[Work required] Each record below is to be output with no change at all.

[Excerpts from a dataset]
<<<<

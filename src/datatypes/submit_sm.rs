use crate::codec::{CodecError, Decodable, Encodable, PduHeader, decode_cstring, encode_cstring};
use crate::datatypes::{CommandId, CommandStatus, Tlv};
use crate::macros::impl_short_message_pdu;
use bytes::{Buf, Bytes, BytesMut};
use std::io::Cursor;

/// submit_sm is issued by the ESME to submit a short message to the SMSC for
/// transmission to a specified subscriber (SMPP v3.4 Section 4.4.1).
#[derive(Clone, Debug, PartialEq)]
pub struct SubmitSm {
    pub command_status: CommandStatus,
    pub sequence_number: u32,

    /// The service_type parameter can be used to indicate the SMS Application
    /// service associated with the message. NULL selects the SMSC default.
    pub service_type: String,
    pub source_addr_ton: u8,
    pub source_addr_npi: u8,
    /// Address of the SME which originated this message (max 20 chars)
    pub source_addr: String,
    pub dest_addr_ton: u8,
    pub dest_addr_npi: u8,
    /// Destination address of this short message (max 20 chars)
    pub destination_addr: String,
    /// Message mode and type; bit 6 (0x40) flags a UDH in short_message
    pub esm_class: u8,
    pub protocol_id: u8,
    pub priority_flag: u8,
    pub schedule_delivery_time: String,
    pub validity_period: String,
    /// Whether an SMSC delivery receipt is requested
    pub registered_delivery: u8,
    pub replace_if_present_flag: u8,
    pub data_coding: u8,
    pub sm_default_msg_id: u8,
    /// Up to 254 octets of user data; sm_length is derived from it
    pub short_message: Bytes,
    pub optional_params: Vec<Tlv>,
}

impl SubmitSm {
    pub fn new(sequence_number: u32, destination_addr: &str, short_message: impl Into<Bytes>) -> Self {
        SubmitSm {
            command_status: CommandStatus::Ok,
            sequence_number,
            service_type: String::new(),
            source_addr_ton: 0,
            source_addr_npi: 0,
            source_addr: String::new(),
            dest_addr_ton: 0,
            dest_addr_npi: 0,
            destination_addr: destination_addr.to_string(),
            esm_class: 0,
            protocol_id: 0,
            priority_flag: 0,
            schedule_delivery_time: String::new(),
            validity_period: String::new(),
            registered_delivery: 0,
            replace_if_present_flag: 0,
            data_coding: 0,
            sm_default_msg_id: 0,
            short_message: short_message.into(),
            optional_params: Vec::new(),
        }
    }
}

impl_short_message_pdu!(SubmitSm, CommandId::SubmitSm);

/// submit_sm_resp carries the SMSC assigned message_id on success.
#[derive(Clone, Debug, PartialEq)]
pub struct SubmitSmResponse {
    pub command_status: CommandStatus,
    pub sequence_number: u32,

    /// SMSC message ID of the submitted message, empty when the SMSC omits
    /// the body of an error response
    pub message_id: String,
}

impl SubmitSmResponse {
    pub fn new(sequence_number: u32, message_id: &str) -> Self {
        SubmitSmResponse {
            command_status: CommandStatus::Ok,
            sequence_number,
            message_id: message_id.to_string(),
        }
    }

    pub fn error(sequence_number: u32, status: CommandStatus) -> Self {
        SubmitSmResponse {
            command_status: status,
            sequence_number,
            message_id: String::new(),
        }
    }
}

impl Decodable for SubmitSmResponse {
    fn command_id() -> CommandId {
        CommandId::SubmitSmResp
    }

    fn decode(header: PduHeader, buf: &mut Cursor<&[u8]>) -> Result<Self, CodecError> {
        Self::validate_header(&header)?;

        let message_id = if buf.has_remaining() {
            decode_cstring(buf, 65, "message_id")?
        } else {
            String::new()
        };

        Ok(SubmitSmResponse {
            command_status: header.command_status,
            sequence_number: header.sequence_number,
            message_id,
        })
    }
}

impl Encodable for SubmitSmResponse {
    fn encode(&self, buf: &mut BytesMut) -> Result<(), CodecError> {
        let header = PduHeader::new(
            CommandId::SubmitSmResp,
            self.command_status,
            self.sequence_number,
        );
        crate::codec::encode_with_header(buf, &header, |buf| {
            encode_cstring(buf, &self.message_id, 65, "message_id")
        })
    }
}
impl EsmeHandle {
    pub fn state(&self) -> SessionState {
        *self.state.borrow()
    }

    /// Submit a message. Returns the sequence number of every submit_sm
    /// sent (several for a split message); empty means nothing was sent,
    /// e.g. because the session is not bound for transmitting.
    pub async fn submit_sm(&self, params: SubmitSmParams) -> SmppResult<Vec<u32>> {
        let (reply, response) = oneshot::channel();
        self.send(Command::SubmitSm { params, reply }).await?;
        response.await.map_err(|_| SmppError::SessionClosed)
    }

    /// Submit one message to several destinations. `None` means not sent.
    pub async fn submit_multi(
        &self,
        destinations: Vec<DestAddress>,
        params: SubmitSmParams,
    ) -> SmppResult<Option<u32>> {
        let (reply, response) = oneshot::channel();
        self.send(Command::SubmitMulti {
            destinations,
            params,
            reply,
        })
        .await?;
        response.await.map_err(|_| SmppError::SessionClosed)
    }

    /// Ask the SMSC for the state of an earlier submission. The answer
    /// arrives through [`EsmeCallbacks::on_query_sm_resp`].
    pub async fn query_sm(&self, message_id: &str, source_addr: &str) -> SmppResult<Option<u32>> {
        let (reply, response) = oneshot::channel();
        self.send(Command::QuerySm {
            message_id: message_id.to_string(),
            source_addr: source_addr.to_string(),
            reply,
        })
        .await?;
        response.await.map_err(|_| SmppError::SessionClosed)
    }

    /// Send an unbind; the session closes when the SMSC answers it.
    pub async fn unbind(&self) -> SmppResult<()> {
        self.send(Command::Unbind).await
    }

    /// Drop the connection without unbinding.
    pub async fn close(&self) -> SmppResult<()> {
        self.send(Command::Close).await
    }

    async fn send(&self, command: Command) -> SmppResult<()> {
        self.commands
            .send(command)
            .await
            .map_err(|_| SmppError::SessionClosed)
    }
}

#[derive(Debug, Clone, Copy, PartialEq, Eq)]
enum Flow {
    Continue,
    Close,
}

/// One SMPP session over an established transport.
///
/// ```text
/// connect ─► OPEN ──bind_*_resp(ESME_ROK)──► BOUND_TX | BOUND_RX | BOUND_TRX
///              │                                        │
///              └──── bind timeout / EOF / unbind ───────┴──► CLOSED
/// ```
///
/// [`run`](Esme::run) drives the session until the connection ends. Inbound
/// frames are handled one at a time in arrival order; a handler finishes
/// (including store round trips) before the next frame is read.
pub struct Esme<S> {
    connection: Connection<S>,
    settings: Arc<EsmeSettings>,
    store: Arc<dyn KeyValueStore>,
    sequence: SequenceAllocator,
    callbacks: Arc<dyn EsmeCallbacks>,
    state: SessionState,
    state_tx: watch::Sender<SessionState>,
    keepalive: KeepAliveSupervisor,
    reassembler: MultipartReassembler,
    commands: mpsc::Receiver<Command>,
    handle: EsmeHandle,
    bind_sequence: Option<u32>,
    unbind_sequence: Option<u32>,
    // This session's entries in the shared unacked window
    unacked: Vec<u32>,
}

>>>>

[Output]
filename src/datatypes/submit_sm.rs
use crate::codec::{CodecError, Decodable, Encodable, PduHeader, decode_cstring, encode_cstring};
use crate::datatypes::{CommandId, CommandStatus, Tlv};
use crate::macros::impl_short_message_pdu;
use bytes::{Buf, Bytes, BytesMut};
use std::io::Cursor;

/// submit_sm is issued by the ESME to submit a short message to the SMSC for
/// transmission to a specified subscriber (SMPP v3.4 Section 4.4.1).
#[derive(Clone, Debug, PartialEq)]
pub struct SubmitSm {
    pub command_status: CommandStatus,
    pub sequence_number: u32,

    /// The service_type parameter can be used to indicate the SMS Application
    /// service associated with the message. NULL selects the SMSC default.
    pub service_type: String,
    pub source_addr_ton: u8,
    pub source_addr_npi: u8,
    /// Address of the SME which originated this message (max 20 chars)
    pub source_addr: String,
    pub dest_addr_ton: u8,
    pub dest_addr_npi: u8,
    /// Destination address of this short message (max 20 chars)
    pub destination_addr: String,
    /// Message mode and type; bit 6 (0x40) flags a UDH in short_message
    pub esm_class: u8,
    pub protocol_id: u8,
    pub priority_flag: u8,
    pub schedule_delivery_time: String,
    pub validity_period: String,
    /// Whether an SMSC delivery receipt is requested
    pub registered_delivery: u8,
    pub replace_if_present_flag: u8,
    pub data_coding: u8,
    pub sm_default_msg_id: u8,
    /// Up to 254 octets of user data; sm_length is derived from it
    pub short_message: Bytes,
    pub optional_params: Vec<Tlv>,
}

impl SubmitSm {
    pub fn new(sequence_number: u32, destination_addr: &str, short_message: impl Into<Bytes>) -> Self {
        SubmitSm {
            command_status: CommandStatus::Ok,
            sequence_number,
            service_type: String::new(),
            source_addr_ton: 0,
            source_addr_npi: 0,
            source_addr: String::new(),
            dest_addr_ton: 0,
            dest_addr_npi: 0,
            destination_addr: destination_addr.to_string(),
            esm_class: 0,
            protocol_id: 0,
            priority_flag: 0,
            schedule_delivery_time: String::new(),
            validity_period: String::new(),
            registered_delivery: 0,
            replace_if_present_flag: 0,
            data_coding: 0,
            sm_default_msg_id: 0,
            short_message: short_message.into(),
            optional_params: Vec::new(),
        }
    }
}

impl_short_message_pdu!(SubmitSm, CommandId::SubmitSm);

/// submit_sm_resp carries the SMSC assigned message_id on success.
#[derive(Clone, Debug, PartialEq)]
pub struct SubmitSmResponse {
    pub command_status: CommandStatus,
    pub sequence_number: u32,

    /// SMSC message ID of the submitted message, empty when the SMSC omits
    /// the body of an error response
    pub message_id: String,
}

impl SubmitSmResponse {
    pub fn new(sequence_number: u32, message_id: &str) -> Self {
        SubmitSmResponse {
            command_status: CommandStatus::Ok,
            sequence_number,
            message_id: message_id.to_string(),
        }
    }

    pub fn error(sequence_number: u32, status: CommandStatus) -> Self {
        SubmitSmResponse {
            command_status: status,
            sequence_number,
            message_id: String::new(),
        }
    }
}

impl Decodable for SubmitSmResponse {
    fn command_id() -> CommandId {
        CommandId::SubmitSmResp
    }

    fn decode(header: PduHeader, buf: &mut Cursor<&[u8]>) -> Result<Self, CodecError> {
        Self::validate_header(&header)?;

        let message_id = if buf.has_remaining() {
            decode_cstring(buf, 65, "message_id")?
        } else {
            String::new()
        };

        Ok(SubmitSmResponse {
            command_status: header.command_status,
            sequence_number: header.sequence_number,
            message_id,
        })
    }
}

impl Encodable for SubmitSmResponse {
    fn encode(&self, buf: &mut BytesMut) -> Result<(), CodecError> {
        let header = PduHeader::new(
            CommandId::SubmitSmResp,
            self.command_status,
            self.sequence_number,
        );
        crate::codec::encode_with_header(buf, &header, |buf| {
            encode_cstring(buf, &self.message_id, 65, "message_id")
        })
    }
}
impl EsmeHandle {
    pub fn state(&self) -> SessionState {
        *self.state.borrow()
    }

    /// Submit a message. Returns the sequence number of every submit_sm
    /// sent (several for a split message); empty means nothing was sent,
    /// e.g. because the session is not bound for transmitting.
    pub async fn submit_sm(&self, params: SubmitSmParams) -> SmppResult<Vec<u32>> {
        let (reply, response) = oneshot::channel();
        self.send(Command::SubmitSm { params, reply }).await?;
        response.await.map_err(|_| SmppError::SessionClosed)
    }

    /// Submit one message to several destinations. `None` means not sent.
    pub async fn submit_multi(
        &self,
        destinations: Vec<DestAddress>,
        params: SubmitSmParams,
    ) -> SmppResult<Option<u32>> {
        let (reply, response) = oneshot::channel();
        self.send(Command::SubmitMulti {
            destinations,
            params,
            reply,
        })
        .await?;
        response.await.map_err(|_| SmppError::SessionClosed)
    }

    /// Ask the SMSC for the state of an earlier submission. The answer
    /// arrives through [`EsmeCallbacks::on_query_sm_resp`].
    pub async fn query_sm(&self, message_id: &str, source_addr: &str) -> SmppResult<Option<u32>> {
        let (reply, response) = oneshot::channel();
        self.send(Command::QuerySm {
            message_id: message_id.to_string(),
            source_addr: source_addr.to_string(),
            reply,
        })
        .await?;
        response.await.map_err(|_| SmppError::SessionClosed)
    }

    /// Send an unbind; the session closes when the SMSC answers it.
    pub async fn unbind(&self) -> SmppResult<()> {
        self.send(Command::Unbind).await
    }

    /// Drop the connection without unbinding.
    pub async fn close(&self) -> SmppResult<()> {
        self.send(Command::Close).await
    }

    async fn send(&self, command: Command) -> SmppResult<()> {
        self.commands
            .send(command)
            .await
            .map_err(|_| SmppError::SessionClosed)
    }
}

#[derive(Debug, Clone, Copy, PartialEq, Eq)]
enum Flow {
    Continue,
    Close,
}

/// One SMPP session over an established transport.
///
/// ```text
/// connect ─► OPEN ──bind_*_resp(ESME_ROK)──► BOUND_TX | BOUND_RX | BOUND_TRX
///              │                                        │
///              └──── bind timeout / EOF / unbind ───────┴──► CLOSED
/// ```
///
/// [`run`](Esme::run) drives the session until the connection ends. Inbound
/// frames are handled one at a time in arrival order; a handler finishes
/// (including store round trips) before the next frame is read.
pub struct Esme<S> {
    connection: Connection<S>,
    settings: Arc<EsmeSettings>,
    store: Arc<dyn KeyValueStore>,
    sequence: SequenceAllocator,
    callbacks: Arc<dyn EsmeCallbacks>,
    state: SessionState,
    state_tx: watch::Sender<SessionState>,
    keepalive: KeepAliveSupervisor,
    reassembler: MultipartReassembler,
    commands: mpsc::Receiver<Command>,
    handle: EsmeHandle,
    bind_sequence: Option<u32>,
    unbind_sequence: Option<u32>,
    // This session's entries in the shared unacked window
    unacked: Vec<u32>,
}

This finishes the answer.